When the news came through that David Hicks had pleaded guilty to a charge of providing material support for terrorists (as well as having many allegations dropped), there was a feeling amongst at least some MPs that this would neutralise the significant political problems which Hicks’ situation had been causing for the Australian government.
Indeed, the new Minister for Justice, Senator David Johnston, gave what seemed to me an extraordinary response to a question in the Senate that “To the extent that Senator Brown raises the question as to what has gone before, it would seem rather redundant in the face of an admission which has been afforded to the court.”
I interpreted this as words to the effect that “he’s pleaded guilty now, so all those allegations and concerns about due process don’t matter any more”. I must say my initial feeling was that a guilty plea wasn’t very informative. After all, a key purpose of show trials is to gain a guilty plea or a conviction. In the absence of a fair trial, such a result in itself doesn’t tell us a lot either way about the guilt of the accused.
Whilst the guilty plea has changed the political dynamic (as well as dramatically improved the situation for David Hicks and his family), if anything the public and media reaction seems to have got even more incredulous.
Both governments will say: Hicks has had his day in court, he pleaded guilty, he has been justly treated. What we really need to concentrate on and to understand is that Hicks did not have a day in a court. He had a day in a fraudulent tribunal, controlled by a special law, which the Americans would never dare to apply their own people.
GetUp! placed a large advertisement in The Australian today (reproduced below), which quotes some scathing assessments from Australian media outlets.
From The Australian: “There is an unmistakable stench of political expediency to the terms of the plea bargain, in particular the extraordinary 12 month gag order”.
From The Age: “Has Hicks’ plea validated the existence of Guantanamo Bay or the process by which its detainees have been treated? No. Has justice been served? No.
From the Sydney Morning Herald: “Yet even Hicks’ most vehement detreactors cannot be satisfied with such a ‘trial’, its outcome determined in high-level backroom deals”.
Even more interesting has been the response in the USA, which of course can’t be accused of being overly parochial or anti-American on this issue. The Age reported that “outcry has erupted in the US over the secret deal struck by a Bush Administration appointee to slash David Hicks’ jail term to just nine more months”.
Here’s a few examples:
From an LA Times correspondent
The first war-crimes trial here drew outrage Saturday from legal experts who de- scribed it as a perversion of the rule of law that may fatally discredit the Pentagon’s already disparaged handling of terror suspects.

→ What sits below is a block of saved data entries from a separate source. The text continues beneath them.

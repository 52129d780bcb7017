// src/api/http/audit.rs
// Audit trail listing for the caller's organization

use axum::{
    Extension, Json,
    extract::{Query, State},
};
use serde::Deserialize;
use std::sync::Arc;
use tracing::debug;

use crate::api::error::{ApiResult, db_error};
use crate::audit::{AuditPage, AuditQuery, store::DEFAULT_PAGE_SIZE};
use crate::auth::{Principal, require_permission};
use crate::rbac::Permission;
use crate::state::AppState;

/// Raw query string; unparseable numbers fall back to defaults instead of
/// rejecting the request.
#[derive(Debug, Default, Deserialize)]
pub struct AuditListParams {
    pub limit: Option<String>,
    pub after_id: Option<String>,
    pub q: Option<String>,
}

impl AuditListParams {
    pub fn into_query(self, org_id: i64) -> AuditQuery {
        let mut query = AuditQuery::new(org_id);
        query.limit = self
            .limit
            .as_deref()
            .and_then(|v| v.trim().parse::<u32>().ok())
            .filter(|v| *v > 0)
            .unwrap_or(DEFAULT_PAGE_SIZE);
        query.after_id = self
            .after_id
            .as_deref()
            .and_then(|v| v.trim().parse::<i64>().ok())
            .filter(|v| *v > 0);
        query.search = self.q.filter(|q| !q.trim().is_empty());
        query
    }
}

/// GET /api/v1/audit
pub async fn list_audit_logs(
    State(state): State<Arc<AppState>>,
    Extension(principal): Extension<Principal>,
    Query(params): Query<AuditListParams>,
) -> ApiResult<Json<AuditPage>> {
    require_permission(&state, &principal, Permission::AuditRead).await?;

    let query = params.into_query(principal.org_id);
    debug!(org_id = query.org_id, limit = query.limit, after_id = ?query.after_id, "Listing audit logs");

    let page = state
        .audit_log
        .list(&query)
        .await
        .map_err(|e| db_error("audit listing", e))?;

    Ok(Json(page))
}
// src/bridge/handshake.rs
// First control frame: {"op":"auth","cols":N,"rows":N}

use serde::Deserialize;

use super::error::BridgeError;
use super::frame::Frame;

pub const AUTH_OP: &str = "auth";

#[derive(Debug, Clone, PartialEq, Eq, Deserialize)]
pub struct AuthMessage {
    pub op: String,
    #[serde(default)]
    pub cols: Option<i64>,
    #[serde(default)]
    pub rows: Option<i64>,
}

/// Text or binary frames are both accepted as JSON; anything else, or an op
/// other than `auth`, is an invalid handshake.
pub fn parse_auth_frame(frame: Frame) -> Result<AuthMessage, BridgeError> {
    let message: AuthMessage = match frame {
        Frame::Text(text) => serde_json::from_str(&text),
        Frame::Binary(bytes) => serde_json::from_slice(&bytes),
        Frame::Close => {
            return Err(BridgeError::InvalidHandshake(
                "connection closed before auth".to_string(),
            ));
        }
    }
    .map_err(|e| BridgeError::InvalidHandshake(e.to_string()))?;

    if message.op != AUTH_OP {
        return Err(BridgeError::InvalidHandshake(format!(
            "expected op \"{}\", got {:?}",
            AUTH_OP, message.op
        )));
    }

    Ok(message)
}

If you think this was in any way a legitimate court process, you’re smoking something even George Michael would pay a lot of money for. It was a political deal, revealing the circus that the alleged Gitmo court system really is. For good measure, Hicks has a gag-order imposed so that he will not be able to speak of his alleged torture and abuse until after Howard faces re-election. Yes, we live in a banana republic. It certainly isn’t a country ruled by law. It is ruled by one man and his accomplice.
and The Washington Monthly, which starts with a quote also used by GetUp!
To say that it stinks is to do a disservice to rotten garbage.
Apropos of nothing in particular, this case is a good demonstration of what the Bush administration has cost us. The fact is that the whole issue of enemy combatants in an age of transnational terrorism is a really difficult one. This isn’t a conventional war where we can just release prisoners after it’s over, nor is it like domestic crime, where the state has the power to coercively collect evidence and demand testimony. It’s a helluva hard problem, and under normal circumstances we’d all be well advised to cut the administration some slack as they try to figure out how to deal with it.
And we might, if it weren’t for what this administration has done. But the combination of torture and “coercive interrogation,” including rendition of high-value prisoners; widespread imprisonment based on evidence the Pentagon knows to be blatantly fabricated; and the adminstration’s almost fanatical resistance to even minimal standards of review, has convinced even sympathetic observers that the Bush administration isn’t struggling to find a solution to a hard problem. They just want to keep people locked up forever — unless it happens to be politically inconvenient, of course. Is it any wonder virtually no one trusts us on this subject any longer?